▶ _BRIEF_
Return the records below character for character.
Start of Block
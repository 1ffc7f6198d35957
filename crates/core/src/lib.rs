//! tldw core library
//!
//! Fetches YouTube caption transcripts and summarizes them chunk by chunk
//! with a locally hosted language model.

pub mod cache;
pub mod captions;
pub mod chunker;
pub mod error;
pub mod fetcher;
pub mod format;
pub mod llm;
pub mod session;
pub mod summarizer;
pub mod types;
pub mod video;

pub use cache::TranscriptCache;
pub use captions::{CaptionsProvider, youtube::YoutubeCaptions};
pub use chunker::{ChunkerConfig, TextChunker};
pub use error::{Result, TldwError};
pub use fetcher::TranscriptFetcher;
pub use format::{format_timestamp, format_transcript_with_timestamps, transcript_minutes};
pub use llm::{
    ChatMessage, LanguageModel, Role,
    ollama::{OllamaClient, OllamaConfig},
};
pub use session::{ActionOutcome, Frontend, Session};
pub use summarizer::summarize_chunk;
pub use types::{Progress, Segment, Transcript, TranscriptOutcome};
pub use video::extract_video_id;
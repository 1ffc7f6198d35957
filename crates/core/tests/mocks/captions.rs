use std::sync::{Arc, Mutex};
use tldw_core::{CaptionsProvider, Result, Segment, TldwError, Transcript};

#[derive(Clone)]
pub enum MockReply {
    Transcript(Transcript),
    NotFound,
    Fail(String),
}

#[derive(Clone)]
pub struct MockCaptions {
    pub reply: MockReply,
    pub calls: Arc<Mutex<Vec<(String, Vec<String>)>>>,
}

impl MockCaptions {
    pub fn new(segments: &[&str]) -> Self {
        Self::with_reply(MockReply::Transcript(transcript_of("abc123", segments)))
    }

    pub fn not_found() -> Self {
        Self::with_reply(MockReply::NotFound)
    }

    pub fn failing(msg: &str) -> Self {
        Self::with_reply(MockReply::Fail(msg.to_string()))
    }

    fn with_reply(reply: MockReply) -> Self {
        Self {
            reply,
            calls: Arc::new(Mutex::new(Vec::new())),
        }
    }
}

pub fn transcript_of(video_id: &str, segments: &[&str]) -> Transcript {
    Transcript {
        video_id: video_id.to_string(),
        language: "en".to_string(),
        segments: segments
            .iter()
            .enumerate()
            .map(|(i, text)| Segment {
                start: i as f64 * 2.0,
                duration: 2.0,
                text: text.to_string(),
            })
            .collect(),
    }
}

impl CaptionsProvider for MockCaptions {
    async fn fetch_captions(&self, video_id: &str, languages: &[String]) -> Result<Transcript> {
        self.calls
            .lock()
            .unwrap()
            .push((video_id.to_string(), languages.to_vec()));

        match &self.reply {
            MockReply::Transcript(transcript) => Ok(Transcript {
                video_id: video_id.to_string(),
                ..transcript.clone()
            }),
            MockReply::NotFound => Err(TldwError::NoTranscriptFound {
                video_id: video_id.to_string(),
            }),
            MockReply::Fail(msg) => Err(TldwError::Api {
                status: 500,
                message: msg.clone(),
            }),
        }
    }
}
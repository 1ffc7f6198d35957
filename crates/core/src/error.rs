use thiserror::Error;

#[derive(Error, Debug)]
pub enum TldwError {
    #[error("No transcript found for video {video_id}")]
    NoTranscriptFound { video_id: String },

    #[error("Captions unavailable for video {video_id}: {reason}")]
    CaptionsUnavailable { video_id: String, reason: String },

    #[error("API error: {status} - {message}")]
    Api { status: u16, message: String },

    #[error("Invalid response from {service}: {reason}")]
    InvalidResponse { service: &'static str, reason: String },

    #[error("Invalid chunk config: overlap {overlap} must be smaller than chunk size {size}")]
    InvalidChunkConfig { size: usize, overlap: usize },

    #[error("Chunk config rejected by splitter: {0}")]
    ChunkConfig(#[from] text_splitter::ChunkConfigError),

    #[error("JSON parse error: {0}")]
    JsonError(#[from] serde_json::Error),

    #[error("API request failed: {0}")]
    ApiError(#[from] reqwest::Error),
}

pub type Result<T> = std::result::Result<T, TldwError>;
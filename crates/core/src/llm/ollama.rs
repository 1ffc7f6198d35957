use reqwest::Client;
use serde::{Deserialize, Serialize};

use crate::{
    error::{Result, TldwError},
    llm::{ChatMessage, LanguageModel},
};

pub const DEFAULT_HOST: &str = "http://localhost:11434";
pub const DEFAULT_MODEL: &str = "llama3.2:1b";

/// Which Ollama instance and model to talk to
#[derive(Debug, Clone, PartialEq, Eq)]
pub struct OllamaConfig {
    pub host: String,
    pub model: String,
}

impl Default for OllamaConfig {
    fn default() -> Self {
        Self {
            host: DEFAULT_HOST.into(),
            model: DEFAULT_MODEL.into(),
        }
    }
}

#[derive(Debug, Clone)]
pub struct OllamaClient {
    client: Client,
    config: OllamaConfig,
}

#[derive(Debug, Serialize)]
struct ChatRequest<'a> {
    model: &'a str,
    messages: &'a [ChatMessage],
    stream: bool,
}

#[derive(Debug, Deserialize)]
struct ChatResponse {
    message: Option<ChatMessage>,
}

impl OllamaClient {
    pub fn new(config: OllamaConfig) -> Self {
        Self {
            client: Client::new(),
            config,
        }
    }

    pub fn config(&self) -> &OllamaConfig {
        &self.config
    }

    fn chat_url(&self) -> String {
        format!("{}/api/chat", self.config.host.trim_end_matches('/'))
    }

    #[tracing::instrument(skip(self, messages), fields(model = %self.config.model))]
    async fn send_chat_request(&self, messages: &[ChatMessage]) -> Result<ChatResponse> {
        let body = ChatRequest {
            model: &self.config.model,
            messages,
            stream: false,
        };

        let resp = self
            .client
            .post(self.chat_url())
            .json(&body)
            .send()
            .await
            .inspect_err(|e| tracing::error!(error = %e, "Failed to make http request"))?;

        if !resp.status().is_success() {
            let status = resp.status().as_u16();
            let message = resp.text().await.unwrap_or_default();
            return Err(TldwError::Api { status, message });
        }

        Ok(resp.json::<ChatResponse>().await?)
    }
}

impl LanguageModel for OllamaClient {
    fn model_name(&self) -> &str {
        &self.config.model
    }

    async fn chat(&self, messages: Vec<ChatMessage>) -> Result<String> {
        let response = self.send_chat_request(&messages).await?;
        content_of(response)
    }
}

fn content_of(response: ChatResponse) -> Result<String> {
    response
        .message
        .map(|m| m.content)
        .ok_or_else(|| TldwError::InvalidResponse {
            service: "ollama",
            reason: "no message in chat response".into(),
        })
}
End of Block
▶ _SOLUTION TO THIS EXERCISE_
repository 1ffc7f6198d35957
filename crates/core/src/lib.rs
//! tldw core library
//!
//! Fetches YouTube caption transcripts and summarizes them chunk by chunk
//! with a locally hosted language model.

pub mod cache;
pub mod captions;
pub mod chunker;
pub mod error;
pub mod fetcher;
pub mod format;
pub mod llm;
pub mod session;
pub mod summarizer;
pub mod types;
pub mod video;

pub use cache::TranscriptCache;
pub use captions::{CaptionsProvider, youtube::YoutubeCaptions};
pub use chunker::{ChunkerConfig, TextChunker};
pub use error::{Result, TldwError};
pub use fetcher::TranscriptFetcher;
pub use format::{format_timestamp, format_transcript_with_timestamps, transcript_minutes};
pub use llm::{
    ChatMessage, LanguageModel, Role,
    ollama::{OllamaClient, OllamaConfig},
};
pub use session::{ActionOutcome, Frontend, Session};
pub use summarizer::summarize_chunk;
pub use types::{Progress, Segment, Transcript, TranscriptOutcome};
pub use video::extract_video_id;
repository 1ffc7f6198d35957
filename crates/core/tests/mocks/captions.rs
use std::sync::{Arc, Mutex};
use tldw_core::{CaptionsProvider, Result, Segment, TldwError, Transcript};

#[derive(Clone)]
pub enum MockReply {
    Transcript(Transcript),
    NotFound,
    Fail(String),
}

#[derive(Clone)]
pub struct MockCaptions {
    pub reply: MockReply,
    pub calls: Arc<Mutex<Vec<(String, Vec<String>)>>>,
}

impl MockCaptions {
    pub fn new(segments: &[&str]) -> Self {
        Self::with_reply(MockReply::Transcript(transcript_of("abc123", segments)))
    }

    pub fn not_found() -> Self {
        Self::with_reply(MockReply::NotFound)
    }

    pub fn failing(msg: &str) -> Self {
        Self::with_reply(MockReply::Fail(msg.to_string()))
    }

    fn with_reply(reply: MockReply) -> Self {
        Self {
            reply,
            calls: Arc::new(Mutex::new(Vec::new())),
        }
    }
}

pub fn transcript_of(video_id: &str, segments: &[&str]) -> Transcript {
    Transcript {
        video_id: video_id.to_string(),
        language: "en".to_string(),
        segments: segments
            .iter()
            .enumerate()
            .map(|(i, text)| Segment {
                start: i as f64 * 2.0,
                duration: 2.0,
                text: text.to_string(),
            })
            .collect(),
    }
}

impl CaptionsProvider for MockCaptions {
    async fn fetch_captions(&self, video_id: &str, languages: &[String]) -> Result<Transcript> {
        self.calls
            .lock()
            .unwrap()
            .push((video_id.to_string(), languages.to_vec()));

        match &self.reply {
            MockReply::Transcript(transcript) => Ok(Transcript {
                video_id: video_id.to_string(),
                ..transcript.clone()
            }),
            MockReply::NotFound => Err(TldwError::NoTranscriptFound {
                video_id: video_id.to_string(),
            }),
            MockReply::Fail(msg) => Err(TldwError::Api {
                status: 500,
                message: msg.clone(),
            }),
        }
    }
}
repository 1ffc7f6198d35957
filename crates/core/src/error.rs
use thiserror::Error;

#[derive(Error, Debug)]
pub enum TldwError {
    #[error("No transcript found for video {video_id}")]
    NoTranscriptFound { video_id: String },

    #[error("Captions unavailable for video {video_id}: {reason}")]
    CaptionsUnavailable { video_id: String, reason: String },

    #[error("API error: {status} - {message}")]
    Api { status: u16, message: String },

    #[error("Invalid response from {service}: {reason}")]
    InvalidResponse { service: &'static str, reason: String },

    #[error("Invalid chunk config: overlap {overlap} must be smaller than chunk size {size}")]
    InvalidChunkConfig { size: usize, overlap: usize },

    #[error("Chunk config rejected by splitter: {0}")]
    ChunkConfig(#[from] text_splitter::ChunkConfigError),

    #[error("JSON parse error: {0}")]
    JsonError(#[from] serde_json::Error),

    #[error("API request failed: {0}")]
    ApiError(#[from] reqwest::Error),
}

pub type Result<T> = std::result::Result<T, TldwError>;
filename crates/core/src/llm/ollama.rs
repository 1ffc7f6198d35957
use reqwest::Client;
use serde::{Deserialize, Serialize};

use crate::{
    error::{Result, TldwError},
    llm::{ChatMessage, LanguageModel},
};

pub const DEFAULT_HOST: &str = "http://localhost:11434";
pub const DEFAULT_MODEL: &str = "llama3.2:1b";

/// Which Ollama instance and model to talk to
#[derive(Debug, Clone, PartialEq, Eq)]
pub struct OllamaConfig {
    pub host: String,
    pub model: String,
}

impl Default for OllamaConfig {
    fn default() -> Self {
        Self {
            host: DEFAULT_HOST.into(),
            model: DEFAULT_MODEL.into(),
        }
    }
}

#[derive(Debug, Clone)]
pub struct OllamaClient {
    client: Client,
    config: OllamaConfig,
}

#[derive(Debug, Serialize)]
struct ChatRequest<'a> {
    model: &'a str,
    messages: &'a [ChatMessage],
    stream: bool,
}

#[derive(Debug, Deserialize)]
struct ChatResponse {
    message: Option<ChatMessage>,
}

impl OllamaClient {
    pub fn new(config: OllamaConfig) -> Self {
        Self {
            client: Client::new(),
            config,
        }
    }

    pub fn config(&self) -> &OllamaConfig {
        &self.config
    }

    fn chat_url(&self) -> String {
        format!("{}/api/chat", self.config.host.trim_end_matches('/'))
    }

    #[tracing::instrument(skip(self, messages), fields(model = %self.config.model))]
    async fn send_chat_request(&self, messages: &[ChatMessage]) -> Result<ChatResponse> {
        let body = ChatRequest {
            model: &self.config.model,
            messages,
            stream: false,
        };

        let resp = self
            .client
            .post(self.chat_url())
            .json(&body)
            .send()
            .await
            .inspect_err(|e| tracing::error!(error = %e, "Failed to make http request"))?;

        if !resp.status().is_success() {
            let status = resp.status().as_u16();
            let message = resp.text().await.unwrap_or_default();
            return Err(TldwError::Api { status, message });
        }

        Ok(resp.json::<ChatResponse>().await?)
    }
}

impl LanguageModel for OllamaClient {
    fn model_name(&self) -> &str {
        &self.config.model
    }

    async fn chat(&self, messages: Vec<ChatMessage>) -> Result<String> {
        let response = self.send_chat_request(&messages).await?;
        content_of(response)
    }
}

fn content_of(response: ChatResponse) -> Result<String> {
    response
        .message
        .map(|m| m.content)
        .ok_or_else(|| TldwError::InvalidResponse {
            service: "ollama",
            reason: "no message in chat response".into(),
        })
}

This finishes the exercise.